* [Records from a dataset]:
◇ ◇ ◇ ◇

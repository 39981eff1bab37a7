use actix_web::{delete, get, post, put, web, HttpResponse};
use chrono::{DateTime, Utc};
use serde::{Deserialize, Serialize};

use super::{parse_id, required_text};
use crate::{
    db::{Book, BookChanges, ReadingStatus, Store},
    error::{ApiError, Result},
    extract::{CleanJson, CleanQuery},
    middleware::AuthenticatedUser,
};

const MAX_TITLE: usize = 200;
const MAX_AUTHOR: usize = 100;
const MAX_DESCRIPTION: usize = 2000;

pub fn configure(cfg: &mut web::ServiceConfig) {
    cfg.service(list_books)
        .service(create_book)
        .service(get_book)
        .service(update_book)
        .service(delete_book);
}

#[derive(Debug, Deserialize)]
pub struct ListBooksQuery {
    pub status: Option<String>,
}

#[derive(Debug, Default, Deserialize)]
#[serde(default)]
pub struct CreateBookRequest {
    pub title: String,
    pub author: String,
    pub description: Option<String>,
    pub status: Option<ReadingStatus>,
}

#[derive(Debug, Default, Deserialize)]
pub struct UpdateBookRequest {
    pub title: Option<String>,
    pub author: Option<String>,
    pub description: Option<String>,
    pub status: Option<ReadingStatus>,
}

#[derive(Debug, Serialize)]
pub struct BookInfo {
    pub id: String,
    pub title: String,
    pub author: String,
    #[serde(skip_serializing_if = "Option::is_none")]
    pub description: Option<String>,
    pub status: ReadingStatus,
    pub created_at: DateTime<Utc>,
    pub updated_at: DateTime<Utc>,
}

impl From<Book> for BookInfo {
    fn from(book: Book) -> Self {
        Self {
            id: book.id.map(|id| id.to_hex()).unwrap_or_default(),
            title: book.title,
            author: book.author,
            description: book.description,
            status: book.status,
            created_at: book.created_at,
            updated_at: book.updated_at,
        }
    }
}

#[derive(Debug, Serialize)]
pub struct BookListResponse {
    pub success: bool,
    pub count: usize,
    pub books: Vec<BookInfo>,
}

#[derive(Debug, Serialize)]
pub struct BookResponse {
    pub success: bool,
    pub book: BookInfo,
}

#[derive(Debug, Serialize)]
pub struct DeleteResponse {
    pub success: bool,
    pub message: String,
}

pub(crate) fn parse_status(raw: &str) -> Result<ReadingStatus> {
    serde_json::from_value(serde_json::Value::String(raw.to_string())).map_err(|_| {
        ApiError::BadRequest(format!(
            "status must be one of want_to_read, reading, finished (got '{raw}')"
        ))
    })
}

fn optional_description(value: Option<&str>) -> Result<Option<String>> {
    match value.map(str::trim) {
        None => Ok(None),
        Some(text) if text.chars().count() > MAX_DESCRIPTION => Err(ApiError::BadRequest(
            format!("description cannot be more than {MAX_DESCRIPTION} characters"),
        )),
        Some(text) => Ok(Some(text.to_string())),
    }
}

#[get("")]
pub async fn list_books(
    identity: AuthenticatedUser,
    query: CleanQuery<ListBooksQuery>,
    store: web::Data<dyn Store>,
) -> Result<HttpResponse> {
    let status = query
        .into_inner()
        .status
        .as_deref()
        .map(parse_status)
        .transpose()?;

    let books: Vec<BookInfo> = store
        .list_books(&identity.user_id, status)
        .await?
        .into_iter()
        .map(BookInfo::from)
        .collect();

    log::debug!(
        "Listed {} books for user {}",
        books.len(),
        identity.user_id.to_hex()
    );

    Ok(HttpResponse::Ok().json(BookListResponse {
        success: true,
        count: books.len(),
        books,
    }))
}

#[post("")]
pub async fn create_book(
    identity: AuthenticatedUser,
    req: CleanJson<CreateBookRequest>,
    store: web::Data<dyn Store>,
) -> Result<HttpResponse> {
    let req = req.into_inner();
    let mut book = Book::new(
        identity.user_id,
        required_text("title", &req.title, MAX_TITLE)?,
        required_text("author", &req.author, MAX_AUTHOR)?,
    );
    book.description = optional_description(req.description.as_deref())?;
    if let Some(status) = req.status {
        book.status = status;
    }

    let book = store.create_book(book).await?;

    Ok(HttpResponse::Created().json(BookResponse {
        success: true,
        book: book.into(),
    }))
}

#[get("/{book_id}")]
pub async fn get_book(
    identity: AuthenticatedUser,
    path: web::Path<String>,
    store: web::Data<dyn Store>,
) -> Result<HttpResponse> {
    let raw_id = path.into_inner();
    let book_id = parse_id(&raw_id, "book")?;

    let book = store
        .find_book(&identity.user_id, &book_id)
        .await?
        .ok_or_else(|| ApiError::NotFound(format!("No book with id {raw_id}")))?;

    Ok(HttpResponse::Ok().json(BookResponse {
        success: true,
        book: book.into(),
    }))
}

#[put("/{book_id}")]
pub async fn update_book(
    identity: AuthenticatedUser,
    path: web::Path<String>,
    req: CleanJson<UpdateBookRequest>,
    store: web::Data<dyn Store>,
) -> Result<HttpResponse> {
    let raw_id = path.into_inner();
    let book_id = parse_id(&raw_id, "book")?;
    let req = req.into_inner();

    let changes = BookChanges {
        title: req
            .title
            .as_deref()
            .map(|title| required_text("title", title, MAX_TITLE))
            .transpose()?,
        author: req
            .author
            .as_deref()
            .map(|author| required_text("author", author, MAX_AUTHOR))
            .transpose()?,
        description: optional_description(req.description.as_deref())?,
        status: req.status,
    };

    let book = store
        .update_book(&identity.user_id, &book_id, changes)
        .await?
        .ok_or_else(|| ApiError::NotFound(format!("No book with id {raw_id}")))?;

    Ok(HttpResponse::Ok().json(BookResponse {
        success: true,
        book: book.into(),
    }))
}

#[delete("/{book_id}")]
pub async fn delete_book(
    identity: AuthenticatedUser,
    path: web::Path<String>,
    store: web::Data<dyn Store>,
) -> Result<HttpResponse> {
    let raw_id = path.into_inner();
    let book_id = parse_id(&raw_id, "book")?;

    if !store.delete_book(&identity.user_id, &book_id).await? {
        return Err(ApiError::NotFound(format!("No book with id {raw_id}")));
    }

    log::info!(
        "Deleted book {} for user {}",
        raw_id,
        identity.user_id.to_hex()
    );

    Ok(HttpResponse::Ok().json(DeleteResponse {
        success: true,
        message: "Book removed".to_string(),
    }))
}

◇ ◇ ◇ ◇

* [TASK STATEMENT]:
Write down every record shown above precisely.

* [RESULT]:
repository 39981eff1bab37a7
use actix_web::{delete, get, post, put, web, HttpResponse};
use chrono::{DateTime, Utc};
use serde::{Deserialize, Serialize};

use super::{parse_id, required_text};
use crate::{
    db::{Book, BookChanges, ReadingStatus, Store},
    error::{ApiError, Result},
    extract::{CleanJson, CleanQuery},
    middleware::AuthenticatedUser,
};

const MAX_TITLE: usize = 200;
const MAX_AUTHOR: usize = 100;
const MAX_DESCRIPTION: usize = 2000;

pub fn configure(cfg: &mut web::ServiceConfig) {
    cfg.service(list_books)
        .service(create_book)
        .service(get_book)
        .service(update_book)
        .service(delete_book);
}

#[derive(Debug, Deserialize)]
pub struct ListBooksQuery {
    pub status: Option<String>,
}

#[derive(Debug, Default, Deserialize)]
#[serde(default)]
pub struct CreateBookRequest {
    pub title: String,
    pub author: String,
    pub description: Option<String>,
    pub status: Option<ReadingStatus>,
}

#[derive(Debug, Default, Deserialize)]
pub struct UpdateBookRequest {
    pub title: Option<String>,
    pub author: Option<String>,
    pub description: Option<String>,
    pub status: Option<ReadingStatus>,
}

#[derive(Debug, Serialize)]
pub struct BookInfo {
    pub id: String,
    pub title: String,
    pub author: String,
    #[serde(skip_serializing_if = "Option::is_none")]
    pub description: Option<String>,
    pub status: ReadingStatus,
    pub created_at: DateTime<Utc>,
    pub updated_at: DateTime<Utc>,
}

impl From<Book> for BookInfo {
    fn from(book: Book) -> Self {
        Self {
            id: book.id.map(|id| id.to_hex()).unwrap_or_default(),
            title: book.title,
            author: book.author,
            description: book.description,
            status: book.status,
            created_at: book.created_at,
            updated_at: book.updated_at,
        }
    }
}

#[derive(Debug, Serialize)]
pub struct BookListResponse {
    pub success: bool,
    pub count: usize,
    pub books: Vec<BookInfo>,
}

#[derive(Debug, Serialize)]
pub struct BookResponse {
    pub success: bool,
    pub book: BookInfo,
}

#[derive(Debug, Serialize)]
pub struct DeleteResponse {
    pub success: bool,
    pub message: String,
}

pub(crate) fn parse_status(raw: &str) -> Result<ReadingStatus> {
    serde_json::from_value(serde_json::Value::String(raw.to_string())).map_err(|_| {
        ApiError::BadRequest(format!(
            "status must be one of want_to_read, reading, finished (got '{raw}')"
        ))
    })
}

fn optional_description(value: Option<&str>) -> Result<Option<String>> {
    match value.map(str::trim) {
        None => Ok(None),
        Some(text) if text.chars().count() > MAX_DESCRIPTION => Err(ApiError::BadRequest(
            format!("description cannot be more than {MAX_DESCRIPTION} characters"),
        )),
        Some(text) => Ok(Some(text.to_string())),
    }
}

#[get("")]
pub async fn list_books(
    identity: AuthenticatedUser,
    query: CleanQuery<ListBooksQuery>,
    store: web::Data<dyn Store>,
) -> Result<HttpResponse> {
    let status = query
        .into_inner()
        .status
        .as_deref()
        .map(parse_status)
        .transpose()?;

    let books: Vec<BookInfo> = store
        .list_books(&identity.user_id, status)
        .await?
        .into_iter()
        .map(BookInfo::from)
        .collect();

    log::debug!(
        "Listed {} books for user {}",
        books.len(),
        identity.user_id.to_hex()
    );

    Ok(HttpResponse::Ok().json(BookListResponse {
        success: true,
        count: books.len(),
        books,
    }))
}

#[post("")]
pub async fn create_book(
    identity: AuthenticatedUser,
    req: CleanJson<CreateBookRequest>,
    store: web::Data<dyn Store>,
) -> Result<HttpResponse> {
    let req = req.into_inner();
    let mut book = Book::new(
        identity.user_id,
        required_text("title", &req.title, MAX_TITLE)?,
        required_text("author", &req.author, MAX_AUTHOR)?,
    );
    book.description = optional_description(req.description.as_deref())?;
    if let Some(status) = req.status {
        book.status = status;
    }

    let book = store.create_book(book).await?;

    Ok(HttpResponse::Created().json(BookResponse {
        success: true,
        book: book.into(),
    }))
}

#[get("/{book_id}")]
pub async fn get_book(
    identity: AuthenticatedUser,
    path: web::Path<String>,
    store: web::Data<dyn Store>,
) -> Result<HttpResponse> {
    let raw_id = path.into_inner();
    let book_id = parse_id(&raw_id, "book")?;

    let book = store
        .find_book(&identity.user_id, &book_id)
        .await?
        .ok_or_else(|| ApiError::NotFound(format!("No book with id {raw_id}")))?;

    Ok(HttpResponse::Ok().json(BookResponse {
        success: true,
        book: book.into(),
    }))
}

#[put("/{book_id}")]
pub async fn update_book(
    identity: AuthenticatedUser,
    path: web::Path<String>,
    req: CleanJson<UpdateBookRequest>,
    store: web::Data<dyn Store>,
) -> Result<HttpResponse> {
    let raw_id = path.into_inner();
    let book_id = parse_id(&raw_id, "book")?;
    let req = req.into_inner();

    let changes = BookChanges {
        title: req
            .title
            .as_deref()
            .map(|title| required_text("title", title, MAX_TITLE))
            .transpose()?,
        author: req
            .author
            .as_deref()
            .map(|author| required_text("author", author, MAX_AUTHOR))
            .transpose()?,
        description: optional_description(req.description.as_deref())?,
        status: req.status,
    };

    let book = store
        .update_book(&identity.user_id, &book_id, changes)
        .await?
        .ok_or_else(|| ApiError::NotFound(format!("No book with id {raw_id}")))?;

    Ok(HttpResponse::Ok().json(BookResponse {
        success: true,
        book: book.into(),
    }))
}

#[delete("/{book_id}")]
pub async fn delete_book(
    identity: AuthenticatedUser,
    path: web::Path<String>,
    store: web::Data<dyn Store>,
) -> Result<HttpResponse> {
    let raw_id = path.into_inner();
    let book_id = parse_id(&raw_id, "book")?;

    if !store.delete_book(&identity.user_id, &book_id).await? {
        return Err(ApiError::NotFound(format!("No book with id {raw_id}")));
    }

    log::info!(
        "Deleted book {} for user {}",
        raw_id,
        identity.user_id.to_hex()
    );

    Ok(HttpResponse::Ok().json(DeleteResponse {
        success: true,
        message: "Book removed".to_string(),
    }))
}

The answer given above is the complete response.